[Start of Attachment]

//! Diagnostic line queue and logging helpers.
//!
//! The bench task renders telemetry into fixed-size lines and pushes them into
//! [`DiagnosticQueue`] without waiting. A separate task drains the queue into
//! the RTT terminal, so a slow debug probe only ever costs dropped lines.

#![cfg_attr(not(target_os = "none"), allow(dead_code))]

#[cfg(not(target_os = "none"))]
use embassy_sync::blocking_mutex::raw::NoopRawMutex;
#[cfg(target_os = "none")]
use embassy_sync::blocking_mutex::raw::ThreadModeRawMutex;
use embassy_sync::channel::{Channel, Receiver, Sender};
use selftest_core::link::LinkStatus;
use selftest_core::telemetry::{DiagnosticChannel, TelemetryLine};

/// Lines buffered between the bench task and the RTT drain task.
pub const DIAG_QUEUE_DEPTH: usize = 16;

#[cfg(target_os = "none")]
type DiagMutex = ThreadModeRawMutex;
#[cfg(not(target_os = "none"))]
type DiagMutex = NoopRawMutex;

/// Queue carrying rendered diagnostic lines.
pub type DiagnosticQueue = Channel<DiagMutex, TelemetryLine, DIAG_QUEUE_DEPTH>;

pub type DiagnosticSender<'a> = Sender<'a, DiagMutex, TelemetryLine, DIAG_QUEUE_DEPTH>;

pub type DiagnosticReceiver<'a> = Receiver<'a, DiagMutex, TelemetryLine, DIAG_QUEUE_DEPTH>;

/// [`DiagnosticChannel`] backed by the diagnostic queue.
pub struct QueuedDiagnostics<'a> {
    sender: DiagnosticSender<'a>,
}

impl<'a> QueuedDiagnostics<'a> {
    pub fn new(sender: DiagnosticSender<'a>) -> Self {
        Self { sender }
    }
}

impl DiagnosticChannel for QueuedDiagnostics<'_> {
    fn write_line(&mut self, line: &str) -> bool {
        let mut owned = TelemetryLine::new();
        if owned.push_str(line).is_err() {
            return false;
        }
        self.sender.try_send(owned).is_ok()
    }
}

#[cfg(target_os = "none")]
pub fn emit_line(line: &str) {
    defmt::println!("{=str}", line);
}

#[cfg(not(target_os = "none"))]
pub fn emit_line(line: &str) {
    println!("{line}");
}

#[cfg(target_os = "none")]
pub fn log_boot(tick_ms: u64) {
    defmt::info!("bench: controller up, tick={}ms test-mode=off", tick_ms);
}

#[cfg(not(target_os = "none"))]
pub fn log_boot(tick_ms: u64) {
    println!("bench: controller up, tick={tick_ms}ms test-mode=off");
}

#[cfg(target_os = "none")]
pub fn log_link_change(status: LinkStatus) {
    defmt::info!("rc-link: {=str}", status.label());
}

#[cfg(not(target_os = "none"))]
pub fn log_link_change(status: LinkStatus) {
    println!("rc-link: {}", status.label());
}

#[cfg(target_os = "none")]
pub fn log_console_rejected(reason: &str) {
    defmt::warn!("console: rejected line ({=str})", reason);
}

#[cfg(not(target_os = "none"))]
pub fn log_console_rejected(reason: &str) {
    println!("console: rejected line ({reason})");
}

#[cfg(target_os = "none")]
pub fn log_kinematics_init(initializations: u32, first: bool) {
    if first {
        defmt::info!("kinematics: matrix storage allocated");
    } else {
        defmt::info!("kinematics: matrices reset (init #{})", initializations);
    }
}

#[cfg(not(target_os = "none"))]
pub fn log_kinematics_init(initializations: u32, first: bool) {
    if first {
        println!("kinematics: matrix storage allocated");
    } else {
        println!("kinematics: matrices reset (init #{initializations})");
    }
}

[End of Attachment]

What you are asked to do> Find how many lines in the records contain the string "task", then give the number alone.

Exercise result> 3